• _PROBLEM STATEMENT_
The only thing to report is how many lines of the data contain the word "cookies".

• _DATA FOR THE TASK_

######

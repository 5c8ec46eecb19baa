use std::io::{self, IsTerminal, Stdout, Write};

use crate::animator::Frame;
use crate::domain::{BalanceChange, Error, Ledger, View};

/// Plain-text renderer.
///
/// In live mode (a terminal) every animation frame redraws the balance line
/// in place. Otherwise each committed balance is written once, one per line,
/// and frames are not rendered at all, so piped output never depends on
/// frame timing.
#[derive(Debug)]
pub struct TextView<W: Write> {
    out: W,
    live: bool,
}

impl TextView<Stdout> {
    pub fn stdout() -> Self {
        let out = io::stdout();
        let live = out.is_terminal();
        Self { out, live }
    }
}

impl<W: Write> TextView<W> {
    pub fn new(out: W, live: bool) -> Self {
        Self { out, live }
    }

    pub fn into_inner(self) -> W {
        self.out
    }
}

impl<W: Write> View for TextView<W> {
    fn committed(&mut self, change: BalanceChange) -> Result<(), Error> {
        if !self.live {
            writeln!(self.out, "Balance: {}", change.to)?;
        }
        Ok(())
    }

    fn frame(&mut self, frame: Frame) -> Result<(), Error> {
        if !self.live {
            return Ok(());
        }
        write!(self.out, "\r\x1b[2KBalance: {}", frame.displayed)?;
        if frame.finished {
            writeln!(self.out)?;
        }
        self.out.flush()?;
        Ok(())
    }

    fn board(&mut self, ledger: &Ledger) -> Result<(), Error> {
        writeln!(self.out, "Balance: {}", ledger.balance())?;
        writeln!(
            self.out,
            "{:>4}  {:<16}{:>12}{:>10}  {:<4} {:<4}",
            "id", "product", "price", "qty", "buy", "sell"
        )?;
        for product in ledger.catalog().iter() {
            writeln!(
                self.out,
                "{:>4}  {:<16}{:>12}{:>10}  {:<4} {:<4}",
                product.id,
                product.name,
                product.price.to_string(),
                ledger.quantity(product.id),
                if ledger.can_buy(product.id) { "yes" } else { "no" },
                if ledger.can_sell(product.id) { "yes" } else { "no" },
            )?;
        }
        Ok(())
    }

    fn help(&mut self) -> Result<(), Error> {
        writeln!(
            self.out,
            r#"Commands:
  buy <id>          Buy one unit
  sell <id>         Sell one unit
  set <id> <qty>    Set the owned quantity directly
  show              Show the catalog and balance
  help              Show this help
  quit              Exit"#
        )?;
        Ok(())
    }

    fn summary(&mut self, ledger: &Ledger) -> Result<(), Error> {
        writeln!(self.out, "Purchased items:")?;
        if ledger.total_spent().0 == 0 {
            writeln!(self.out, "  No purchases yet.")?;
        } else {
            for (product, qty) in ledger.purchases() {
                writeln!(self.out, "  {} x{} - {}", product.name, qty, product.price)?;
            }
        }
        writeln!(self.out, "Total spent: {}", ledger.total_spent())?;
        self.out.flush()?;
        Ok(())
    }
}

######

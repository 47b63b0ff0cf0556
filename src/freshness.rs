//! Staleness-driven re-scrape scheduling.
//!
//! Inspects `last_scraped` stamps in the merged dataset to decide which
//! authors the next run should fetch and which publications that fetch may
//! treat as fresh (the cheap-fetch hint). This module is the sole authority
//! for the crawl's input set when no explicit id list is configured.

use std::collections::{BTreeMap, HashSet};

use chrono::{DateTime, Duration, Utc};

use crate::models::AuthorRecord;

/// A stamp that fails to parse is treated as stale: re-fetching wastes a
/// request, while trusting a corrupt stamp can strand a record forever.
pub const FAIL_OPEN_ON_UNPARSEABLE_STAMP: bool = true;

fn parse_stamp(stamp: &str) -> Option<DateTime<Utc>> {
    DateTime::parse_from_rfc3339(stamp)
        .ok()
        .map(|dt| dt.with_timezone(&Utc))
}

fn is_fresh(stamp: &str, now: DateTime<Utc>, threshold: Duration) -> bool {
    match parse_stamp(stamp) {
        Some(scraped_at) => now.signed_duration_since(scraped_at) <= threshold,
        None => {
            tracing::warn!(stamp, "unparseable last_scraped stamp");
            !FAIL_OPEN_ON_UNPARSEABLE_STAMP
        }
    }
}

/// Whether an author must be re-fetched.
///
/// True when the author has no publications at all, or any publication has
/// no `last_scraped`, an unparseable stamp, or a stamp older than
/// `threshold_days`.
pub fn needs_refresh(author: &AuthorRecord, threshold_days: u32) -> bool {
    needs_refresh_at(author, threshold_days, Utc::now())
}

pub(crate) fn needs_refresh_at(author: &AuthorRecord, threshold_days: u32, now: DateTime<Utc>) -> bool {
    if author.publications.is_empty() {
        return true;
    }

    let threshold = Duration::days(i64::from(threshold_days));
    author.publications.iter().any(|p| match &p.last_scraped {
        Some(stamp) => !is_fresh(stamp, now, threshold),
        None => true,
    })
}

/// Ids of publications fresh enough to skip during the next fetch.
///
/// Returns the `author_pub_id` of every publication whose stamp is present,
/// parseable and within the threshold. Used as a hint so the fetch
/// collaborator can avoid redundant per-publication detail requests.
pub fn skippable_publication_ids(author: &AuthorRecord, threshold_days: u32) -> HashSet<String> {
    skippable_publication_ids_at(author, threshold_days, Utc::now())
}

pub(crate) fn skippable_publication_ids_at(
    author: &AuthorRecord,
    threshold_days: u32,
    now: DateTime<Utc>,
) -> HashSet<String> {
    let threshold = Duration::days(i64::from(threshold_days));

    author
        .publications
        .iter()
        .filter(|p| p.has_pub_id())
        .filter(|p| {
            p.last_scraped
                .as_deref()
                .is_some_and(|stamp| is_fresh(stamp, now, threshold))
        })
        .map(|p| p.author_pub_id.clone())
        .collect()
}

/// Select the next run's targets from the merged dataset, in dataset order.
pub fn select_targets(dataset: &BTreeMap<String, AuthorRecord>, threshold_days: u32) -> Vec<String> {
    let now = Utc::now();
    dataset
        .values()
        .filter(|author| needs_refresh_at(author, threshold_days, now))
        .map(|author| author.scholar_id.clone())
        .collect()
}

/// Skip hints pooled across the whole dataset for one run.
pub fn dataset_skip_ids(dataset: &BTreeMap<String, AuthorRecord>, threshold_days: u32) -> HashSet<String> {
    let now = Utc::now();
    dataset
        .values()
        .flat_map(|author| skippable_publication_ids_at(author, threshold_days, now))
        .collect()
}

######

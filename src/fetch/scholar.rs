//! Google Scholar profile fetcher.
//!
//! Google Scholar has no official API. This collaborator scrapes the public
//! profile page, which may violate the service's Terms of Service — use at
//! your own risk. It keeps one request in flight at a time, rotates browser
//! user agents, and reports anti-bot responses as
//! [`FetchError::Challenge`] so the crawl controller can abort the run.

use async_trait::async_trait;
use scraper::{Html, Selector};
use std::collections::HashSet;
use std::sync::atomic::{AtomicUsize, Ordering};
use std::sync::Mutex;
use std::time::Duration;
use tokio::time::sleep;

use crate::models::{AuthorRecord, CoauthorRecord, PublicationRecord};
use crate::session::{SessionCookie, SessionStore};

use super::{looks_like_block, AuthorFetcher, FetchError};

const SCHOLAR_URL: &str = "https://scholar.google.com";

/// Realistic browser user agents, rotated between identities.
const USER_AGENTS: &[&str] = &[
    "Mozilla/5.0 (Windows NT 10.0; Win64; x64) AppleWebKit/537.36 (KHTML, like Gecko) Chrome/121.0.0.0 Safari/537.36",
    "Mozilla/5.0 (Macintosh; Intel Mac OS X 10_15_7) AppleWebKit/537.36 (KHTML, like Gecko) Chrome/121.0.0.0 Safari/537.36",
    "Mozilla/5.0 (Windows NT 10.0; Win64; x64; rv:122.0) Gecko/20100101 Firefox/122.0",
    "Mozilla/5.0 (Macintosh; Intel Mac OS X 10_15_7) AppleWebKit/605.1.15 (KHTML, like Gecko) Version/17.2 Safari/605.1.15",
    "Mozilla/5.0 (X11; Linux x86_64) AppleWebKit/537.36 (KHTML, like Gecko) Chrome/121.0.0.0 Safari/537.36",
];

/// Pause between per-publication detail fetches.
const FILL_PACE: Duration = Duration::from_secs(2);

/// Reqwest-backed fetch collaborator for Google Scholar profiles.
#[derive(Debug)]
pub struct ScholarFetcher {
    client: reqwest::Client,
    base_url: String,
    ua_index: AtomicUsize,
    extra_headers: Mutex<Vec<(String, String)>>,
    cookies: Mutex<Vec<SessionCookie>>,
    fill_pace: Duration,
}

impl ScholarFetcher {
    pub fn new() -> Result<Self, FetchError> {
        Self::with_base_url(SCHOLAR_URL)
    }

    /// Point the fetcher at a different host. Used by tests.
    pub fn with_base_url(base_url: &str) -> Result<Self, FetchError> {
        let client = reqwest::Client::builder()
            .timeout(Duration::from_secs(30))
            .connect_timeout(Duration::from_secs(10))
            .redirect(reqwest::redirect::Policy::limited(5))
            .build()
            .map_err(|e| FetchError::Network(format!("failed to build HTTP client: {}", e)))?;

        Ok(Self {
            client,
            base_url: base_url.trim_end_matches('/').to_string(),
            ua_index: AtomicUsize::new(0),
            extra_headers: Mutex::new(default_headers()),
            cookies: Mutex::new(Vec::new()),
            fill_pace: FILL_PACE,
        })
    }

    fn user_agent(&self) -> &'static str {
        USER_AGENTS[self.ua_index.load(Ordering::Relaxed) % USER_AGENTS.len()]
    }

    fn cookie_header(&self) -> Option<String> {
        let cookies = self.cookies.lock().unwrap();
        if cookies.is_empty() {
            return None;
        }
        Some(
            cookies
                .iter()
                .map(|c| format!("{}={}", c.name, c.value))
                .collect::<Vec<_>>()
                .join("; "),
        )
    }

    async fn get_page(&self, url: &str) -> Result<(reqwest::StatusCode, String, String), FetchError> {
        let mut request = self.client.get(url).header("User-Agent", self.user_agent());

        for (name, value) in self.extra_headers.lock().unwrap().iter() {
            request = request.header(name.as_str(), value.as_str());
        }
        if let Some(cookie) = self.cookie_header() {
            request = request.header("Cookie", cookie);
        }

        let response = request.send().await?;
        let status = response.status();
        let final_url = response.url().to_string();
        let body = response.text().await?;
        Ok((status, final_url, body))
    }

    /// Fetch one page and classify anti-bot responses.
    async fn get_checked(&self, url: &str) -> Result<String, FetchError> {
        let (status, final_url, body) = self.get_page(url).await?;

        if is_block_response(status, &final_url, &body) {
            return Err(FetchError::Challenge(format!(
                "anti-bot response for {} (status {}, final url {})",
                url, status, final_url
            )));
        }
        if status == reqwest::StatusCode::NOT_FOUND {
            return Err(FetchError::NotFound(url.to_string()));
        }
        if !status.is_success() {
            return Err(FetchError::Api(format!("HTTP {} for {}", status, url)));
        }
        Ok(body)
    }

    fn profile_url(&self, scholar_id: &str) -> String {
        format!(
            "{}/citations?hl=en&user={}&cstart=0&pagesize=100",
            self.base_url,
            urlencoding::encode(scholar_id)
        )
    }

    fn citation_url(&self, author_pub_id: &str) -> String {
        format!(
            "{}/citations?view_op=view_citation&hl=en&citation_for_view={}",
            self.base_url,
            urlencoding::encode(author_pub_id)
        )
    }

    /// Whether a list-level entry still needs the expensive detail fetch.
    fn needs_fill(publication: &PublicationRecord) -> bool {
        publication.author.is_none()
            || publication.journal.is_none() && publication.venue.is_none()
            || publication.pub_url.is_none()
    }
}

######

• _EXERCISE RESPONSE_
5